Available data:

================

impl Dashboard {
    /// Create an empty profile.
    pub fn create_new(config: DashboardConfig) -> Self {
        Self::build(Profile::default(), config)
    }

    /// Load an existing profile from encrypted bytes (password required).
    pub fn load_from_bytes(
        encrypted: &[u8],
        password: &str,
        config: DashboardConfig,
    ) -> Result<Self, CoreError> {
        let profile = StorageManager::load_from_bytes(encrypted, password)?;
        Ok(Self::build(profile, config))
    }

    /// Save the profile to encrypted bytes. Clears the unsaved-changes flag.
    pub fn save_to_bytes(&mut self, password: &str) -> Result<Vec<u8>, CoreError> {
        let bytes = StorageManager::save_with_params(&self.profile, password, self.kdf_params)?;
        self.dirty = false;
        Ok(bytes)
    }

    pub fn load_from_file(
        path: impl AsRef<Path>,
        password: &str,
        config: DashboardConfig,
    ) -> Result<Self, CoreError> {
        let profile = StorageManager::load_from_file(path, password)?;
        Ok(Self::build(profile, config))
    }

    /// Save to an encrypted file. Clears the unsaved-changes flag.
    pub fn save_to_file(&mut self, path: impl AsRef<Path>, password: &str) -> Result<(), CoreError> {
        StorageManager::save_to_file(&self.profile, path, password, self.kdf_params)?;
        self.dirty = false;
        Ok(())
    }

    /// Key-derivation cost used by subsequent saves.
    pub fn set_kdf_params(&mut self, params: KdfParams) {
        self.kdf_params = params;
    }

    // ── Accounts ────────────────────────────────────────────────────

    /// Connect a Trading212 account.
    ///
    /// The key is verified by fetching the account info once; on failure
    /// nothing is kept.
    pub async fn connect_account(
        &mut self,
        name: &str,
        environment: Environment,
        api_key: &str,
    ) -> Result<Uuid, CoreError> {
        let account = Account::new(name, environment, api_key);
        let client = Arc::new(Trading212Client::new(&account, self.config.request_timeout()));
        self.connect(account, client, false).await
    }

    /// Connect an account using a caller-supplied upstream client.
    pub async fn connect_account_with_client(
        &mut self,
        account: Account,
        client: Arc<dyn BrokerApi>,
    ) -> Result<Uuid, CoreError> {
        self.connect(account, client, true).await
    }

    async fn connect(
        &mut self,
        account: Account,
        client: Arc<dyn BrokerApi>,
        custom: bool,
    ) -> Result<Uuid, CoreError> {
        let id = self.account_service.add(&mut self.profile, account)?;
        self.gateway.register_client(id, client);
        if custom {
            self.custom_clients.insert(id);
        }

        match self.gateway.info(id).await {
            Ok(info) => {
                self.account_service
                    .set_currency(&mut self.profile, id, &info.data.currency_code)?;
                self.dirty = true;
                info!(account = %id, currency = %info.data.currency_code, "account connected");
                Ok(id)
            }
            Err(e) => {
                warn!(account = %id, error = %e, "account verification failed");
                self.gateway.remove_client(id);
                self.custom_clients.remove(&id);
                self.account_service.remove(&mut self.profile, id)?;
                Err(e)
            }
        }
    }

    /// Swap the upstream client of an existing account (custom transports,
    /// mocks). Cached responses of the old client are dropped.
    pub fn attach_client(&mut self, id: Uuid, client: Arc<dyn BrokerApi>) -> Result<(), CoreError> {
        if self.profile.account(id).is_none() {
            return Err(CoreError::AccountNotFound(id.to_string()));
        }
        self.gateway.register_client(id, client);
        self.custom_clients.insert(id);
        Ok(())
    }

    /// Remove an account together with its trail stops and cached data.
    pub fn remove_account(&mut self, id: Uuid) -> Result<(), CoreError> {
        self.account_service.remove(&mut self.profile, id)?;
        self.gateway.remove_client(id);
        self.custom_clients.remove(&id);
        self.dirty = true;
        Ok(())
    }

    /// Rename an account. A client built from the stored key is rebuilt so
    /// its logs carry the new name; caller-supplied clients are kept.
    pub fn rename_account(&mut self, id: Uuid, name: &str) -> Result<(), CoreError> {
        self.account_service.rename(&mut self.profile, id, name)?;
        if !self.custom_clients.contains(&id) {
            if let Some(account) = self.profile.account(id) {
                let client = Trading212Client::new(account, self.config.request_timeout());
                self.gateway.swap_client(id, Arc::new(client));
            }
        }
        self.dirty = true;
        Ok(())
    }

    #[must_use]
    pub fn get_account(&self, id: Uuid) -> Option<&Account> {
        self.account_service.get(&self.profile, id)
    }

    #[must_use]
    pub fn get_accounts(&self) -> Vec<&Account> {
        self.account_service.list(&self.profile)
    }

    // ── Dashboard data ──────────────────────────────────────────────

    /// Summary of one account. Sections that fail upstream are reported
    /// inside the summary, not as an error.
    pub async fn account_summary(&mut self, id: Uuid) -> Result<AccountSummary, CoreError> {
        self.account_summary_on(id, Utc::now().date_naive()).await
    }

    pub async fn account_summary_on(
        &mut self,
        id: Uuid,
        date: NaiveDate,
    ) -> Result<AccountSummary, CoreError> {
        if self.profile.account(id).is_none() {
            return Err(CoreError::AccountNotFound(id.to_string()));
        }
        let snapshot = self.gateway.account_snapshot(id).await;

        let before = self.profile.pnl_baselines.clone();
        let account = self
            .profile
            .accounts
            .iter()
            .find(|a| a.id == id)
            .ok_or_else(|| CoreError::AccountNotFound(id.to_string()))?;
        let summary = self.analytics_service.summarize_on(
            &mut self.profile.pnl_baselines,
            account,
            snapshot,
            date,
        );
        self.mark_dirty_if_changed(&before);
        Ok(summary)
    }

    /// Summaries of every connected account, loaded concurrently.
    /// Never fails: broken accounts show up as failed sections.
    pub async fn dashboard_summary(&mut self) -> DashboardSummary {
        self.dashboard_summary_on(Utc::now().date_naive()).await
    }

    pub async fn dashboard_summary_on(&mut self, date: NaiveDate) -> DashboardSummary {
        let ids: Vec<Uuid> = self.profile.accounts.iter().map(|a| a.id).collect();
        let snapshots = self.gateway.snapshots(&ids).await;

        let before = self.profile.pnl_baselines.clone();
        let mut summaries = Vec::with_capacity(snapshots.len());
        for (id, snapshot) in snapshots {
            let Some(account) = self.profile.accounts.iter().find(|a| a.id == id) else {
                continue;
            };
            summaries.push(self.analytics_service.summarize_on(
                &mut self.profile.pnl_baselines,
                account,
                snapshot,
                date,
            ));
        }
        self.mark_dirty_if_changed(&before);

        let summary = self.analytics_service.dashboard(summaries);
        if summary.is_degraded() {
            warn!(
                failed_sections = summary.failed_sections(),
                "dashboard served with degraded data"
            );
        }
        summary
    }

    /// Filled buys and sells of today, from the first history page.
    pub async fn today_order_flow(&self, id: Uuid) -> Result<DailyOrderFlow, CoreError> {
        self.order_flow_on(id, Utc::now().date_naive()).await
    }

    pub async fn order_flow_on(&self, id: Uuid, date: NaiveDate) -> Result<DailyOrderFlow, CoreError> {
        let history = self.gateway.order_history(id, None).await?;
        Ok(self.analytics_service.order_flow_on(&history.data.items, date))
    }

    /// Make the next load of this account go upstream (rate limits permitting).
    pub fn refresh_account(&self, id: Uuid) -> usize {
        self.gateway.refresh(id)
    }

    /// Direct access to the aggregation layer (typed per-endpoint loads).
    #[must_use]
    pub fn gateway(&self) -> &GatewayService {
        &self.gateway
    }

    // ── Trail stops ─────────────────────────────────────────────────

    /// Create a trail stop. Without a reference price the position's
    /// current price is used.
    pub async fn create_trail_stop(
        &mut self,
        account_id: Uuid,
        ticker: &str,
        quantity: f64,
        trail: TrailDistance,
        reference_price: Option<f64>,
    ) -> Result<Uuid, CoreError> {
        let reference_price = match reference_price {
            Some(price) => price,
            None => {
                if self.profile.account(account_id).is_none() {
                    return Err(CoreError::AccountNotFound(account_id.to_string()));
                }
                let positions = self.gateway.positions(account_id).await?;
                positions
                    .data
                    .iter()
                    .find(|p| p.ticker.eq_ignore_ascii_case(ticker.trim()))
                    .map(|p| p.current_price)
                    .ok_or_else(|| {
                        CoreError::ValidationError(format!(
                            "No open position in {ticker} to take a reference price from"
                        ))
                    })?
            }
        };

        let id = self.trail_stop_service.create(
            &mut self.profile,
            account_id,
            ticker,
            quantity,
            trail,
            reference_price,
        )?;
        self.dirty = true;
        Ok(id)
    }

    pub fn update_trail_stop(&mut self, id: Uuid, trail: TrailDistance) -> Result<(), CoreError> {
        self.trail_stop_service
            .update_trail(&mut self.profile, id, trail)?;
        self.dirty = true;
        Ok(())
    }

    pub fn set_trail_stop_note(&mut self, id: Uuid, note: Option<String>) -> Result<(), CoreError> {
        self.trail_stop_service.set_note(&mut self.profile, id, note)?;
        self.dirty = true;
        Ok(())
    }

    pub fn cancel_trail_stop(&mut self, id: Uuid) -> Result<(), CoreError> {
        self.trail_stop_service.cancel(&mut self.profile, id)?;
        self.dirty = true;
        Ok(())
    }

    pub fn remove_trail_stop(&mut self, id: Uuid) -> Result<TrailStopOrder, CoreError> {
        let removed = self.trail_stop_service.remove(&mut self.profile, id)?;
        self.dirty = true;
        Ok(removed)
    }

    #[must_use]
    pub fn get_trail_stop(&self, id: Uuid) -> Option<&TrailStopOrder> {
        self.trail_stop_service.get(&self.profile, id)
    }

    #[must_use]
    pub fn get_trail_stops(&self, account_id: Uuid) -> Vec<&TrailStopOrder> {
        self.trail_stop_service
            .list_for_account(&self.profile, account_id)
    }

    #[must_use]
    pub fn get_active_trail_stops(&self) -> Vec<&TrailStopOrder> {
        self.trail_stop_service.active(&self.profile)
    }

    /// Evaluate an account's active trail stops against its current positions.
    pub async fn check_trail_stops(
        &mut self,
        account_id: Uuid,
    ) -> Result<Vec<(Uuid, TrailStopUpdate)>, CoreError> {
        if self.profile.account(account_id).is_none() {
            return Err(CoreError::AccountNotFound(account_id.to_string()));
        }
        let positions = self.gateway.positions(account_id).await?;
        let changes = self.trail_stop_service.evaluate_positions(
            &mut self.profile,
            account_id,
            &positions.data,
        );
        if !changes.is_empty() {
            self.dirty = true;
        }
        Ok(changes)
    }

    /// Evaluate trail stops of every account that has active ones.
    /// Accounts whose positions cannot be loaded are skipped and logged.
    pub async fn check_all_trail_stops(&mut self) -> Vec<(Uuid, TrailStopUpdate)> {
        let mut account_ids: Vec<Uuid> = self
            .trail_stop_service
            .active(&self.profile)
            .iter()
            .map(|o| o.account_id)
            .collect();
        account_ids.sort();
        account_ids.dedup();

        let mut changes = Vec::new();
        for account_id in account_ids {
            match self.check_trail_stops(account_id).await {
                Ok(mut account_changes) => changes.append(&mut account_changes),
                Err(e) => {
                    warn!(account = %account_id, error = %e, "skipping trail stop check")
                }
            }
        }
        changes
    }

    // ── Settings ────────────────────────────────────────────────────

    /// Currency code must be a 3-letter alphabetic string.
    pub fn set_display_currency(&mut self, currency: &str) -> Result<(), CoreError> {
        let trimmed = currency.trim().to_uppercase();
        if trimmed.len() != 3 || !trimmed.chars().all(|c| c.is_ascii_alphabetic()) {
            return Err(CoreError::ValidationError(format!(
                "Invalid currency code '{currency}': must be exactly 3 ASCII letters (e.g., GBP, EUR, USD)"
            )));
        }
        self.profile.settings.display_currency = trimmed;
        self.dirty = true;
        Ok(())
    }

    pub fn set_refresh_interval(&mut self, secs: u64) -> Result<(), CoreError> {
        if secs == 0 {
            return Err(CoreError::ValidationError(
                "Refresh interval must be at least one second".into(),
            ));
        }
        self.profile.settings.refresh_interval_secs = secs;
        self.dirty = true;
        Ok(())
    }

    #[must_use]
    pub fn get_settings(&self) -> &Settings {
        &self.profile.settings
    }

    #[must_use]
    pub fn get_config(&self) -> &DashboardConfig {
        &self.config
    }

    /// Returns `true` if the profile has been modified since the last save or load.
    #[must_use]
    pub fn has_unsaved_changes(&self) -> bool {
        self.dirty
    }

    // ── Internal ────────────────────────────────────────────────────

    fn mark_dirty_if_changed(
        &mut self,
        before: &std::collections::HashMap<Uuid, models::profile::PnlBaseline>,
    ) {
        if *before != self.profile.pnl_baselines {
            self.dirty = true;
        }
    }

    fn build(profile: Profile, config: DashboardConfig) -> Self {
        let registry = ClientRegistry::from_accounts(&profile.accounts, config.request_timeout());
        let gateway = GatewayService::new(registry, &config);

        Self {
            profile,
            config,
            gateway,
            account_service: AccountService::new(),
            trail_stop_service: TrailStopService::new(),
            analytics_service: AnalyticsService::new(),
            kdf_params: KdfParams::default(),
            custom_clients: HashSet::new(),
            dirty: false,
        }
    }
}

================

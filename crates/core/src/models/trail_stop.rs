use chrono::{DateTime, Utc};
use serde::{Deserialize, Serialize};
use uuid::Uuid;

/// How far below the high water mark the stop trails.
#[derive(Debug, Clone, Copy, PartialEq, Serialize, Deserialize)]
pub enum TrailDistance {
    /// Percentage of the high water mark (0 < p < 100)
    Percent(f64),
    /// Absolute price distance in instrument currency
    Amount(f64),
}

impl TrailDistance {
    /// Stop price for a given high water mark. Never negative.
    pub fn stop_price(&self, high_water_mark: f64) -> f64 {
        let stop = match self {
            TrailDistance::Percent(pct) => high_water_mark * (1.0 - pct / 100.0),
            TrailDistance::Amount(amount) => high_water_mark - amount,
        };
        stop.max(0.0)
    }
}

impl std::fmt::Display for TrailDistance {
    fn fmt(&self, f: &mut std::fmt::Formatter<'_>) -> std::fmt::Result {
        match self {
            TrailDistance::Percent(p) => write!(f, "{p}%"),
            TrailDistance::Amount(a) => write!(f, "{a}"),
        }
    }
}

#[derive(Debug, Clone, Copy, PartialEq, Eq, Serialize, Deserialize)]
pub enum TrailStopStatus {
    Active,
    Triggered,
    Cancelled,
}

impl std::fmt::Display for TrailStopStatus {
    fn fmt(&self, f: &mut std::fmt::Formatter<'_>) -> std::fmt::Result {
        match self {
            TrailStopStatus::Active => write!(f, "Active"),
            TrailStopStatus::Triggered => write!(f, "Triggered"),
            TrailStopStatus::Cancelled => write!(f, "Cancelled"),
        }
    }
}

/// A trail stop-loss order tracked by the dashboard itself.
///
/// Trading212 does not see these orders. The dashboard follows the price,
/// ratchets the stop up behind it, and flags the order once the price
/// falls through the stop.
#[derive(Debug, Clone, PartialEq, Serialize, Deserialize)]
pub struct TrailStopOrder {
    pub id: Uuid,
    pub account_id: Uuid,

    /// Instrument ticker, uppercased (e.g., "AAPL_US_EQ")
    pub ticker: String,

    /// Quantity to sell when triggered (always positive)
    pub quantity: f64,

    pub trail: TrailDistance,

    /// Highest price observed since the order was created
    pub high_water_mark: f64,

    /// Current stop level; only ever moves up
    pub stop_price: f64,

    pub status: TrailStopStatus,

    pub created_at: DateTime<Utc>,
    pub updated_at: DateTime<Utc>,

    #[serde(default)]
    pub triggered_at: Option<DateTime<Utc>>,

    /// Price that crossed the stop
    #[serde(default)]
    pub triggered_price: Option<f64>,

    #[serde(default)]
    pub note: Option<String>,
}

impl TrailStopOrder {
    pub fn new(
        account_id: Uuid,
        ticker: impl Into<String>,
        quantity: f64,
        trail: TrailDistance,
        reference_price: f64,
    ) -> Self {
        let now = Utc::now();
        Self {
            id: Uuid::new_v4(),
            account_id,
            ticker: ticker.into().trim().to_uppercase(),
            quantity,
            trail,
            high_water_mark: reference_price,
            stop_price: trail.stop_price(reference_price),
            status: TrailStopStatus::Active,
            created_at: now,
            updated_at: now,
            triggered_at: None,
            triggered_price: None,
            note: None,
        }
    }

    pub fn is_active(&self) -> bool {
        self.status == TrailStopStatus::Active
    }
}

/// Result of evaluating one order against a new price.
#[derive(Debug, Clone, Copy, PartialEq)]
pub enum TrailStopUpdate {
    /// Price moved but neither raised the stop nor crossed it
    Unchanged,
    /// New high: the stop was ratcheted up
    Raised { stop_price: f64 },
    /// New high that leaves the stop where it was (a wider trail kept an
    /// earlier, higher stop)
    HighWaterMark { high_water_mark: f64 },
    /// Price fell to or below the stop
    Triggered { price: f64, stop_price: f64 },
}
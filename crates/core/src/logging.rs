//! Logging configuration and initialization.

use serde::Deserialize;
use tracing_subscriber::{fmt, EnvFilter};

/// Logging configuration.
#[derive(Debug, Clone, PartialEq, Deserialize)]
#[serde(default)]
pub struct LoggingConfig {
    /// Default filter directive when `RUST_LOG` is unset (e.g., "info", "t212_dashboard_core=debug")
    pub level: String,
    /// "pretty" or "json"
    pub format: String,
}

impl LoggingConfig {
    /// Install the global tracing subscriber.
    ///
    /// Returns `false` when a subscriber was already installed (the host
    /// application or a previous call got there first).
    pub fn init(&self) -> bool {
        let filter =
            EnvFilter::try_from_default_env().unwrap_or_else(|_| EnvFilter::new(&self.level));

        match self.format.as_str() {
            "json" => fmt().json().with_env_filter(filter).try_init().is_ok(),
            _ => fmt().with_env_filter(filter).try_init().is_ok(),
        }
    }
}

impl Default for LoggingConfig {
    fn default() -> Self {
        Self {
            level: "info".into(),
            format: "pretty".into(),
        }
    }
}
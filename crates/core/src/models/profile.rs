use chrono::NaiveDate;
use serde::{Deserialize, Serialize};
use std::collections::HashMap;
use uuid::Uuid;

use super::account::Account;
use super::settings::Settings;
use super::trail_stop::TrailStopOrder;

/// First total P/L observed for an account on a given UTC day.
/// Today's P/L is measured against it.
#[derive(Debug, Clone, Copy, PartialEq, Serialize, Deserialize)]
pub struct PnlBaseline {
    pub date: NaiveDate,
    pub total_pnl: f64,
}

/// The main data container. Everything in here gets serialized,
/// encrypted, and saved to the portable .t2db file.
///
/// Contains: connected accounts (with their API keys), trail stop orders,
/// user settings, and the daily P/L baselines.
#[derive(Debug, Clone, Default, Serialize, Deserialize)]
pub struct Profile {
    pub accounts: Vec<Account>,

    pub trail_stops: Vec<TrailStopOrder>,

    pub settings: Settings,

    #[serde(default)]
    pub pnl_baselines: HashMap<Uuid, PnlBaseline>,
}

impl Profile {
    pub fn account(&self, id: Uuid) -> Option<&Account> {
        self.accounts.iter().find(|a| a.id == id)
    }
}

================

Task description: With "registry" as the word to match, copy each line of the records that has it.

Result for this exercise:
        let registry = ClientRegistry::from_accounts(&profile.accounts, config.request_timeout());
        let gateway = GatewayService::new(registry, &config);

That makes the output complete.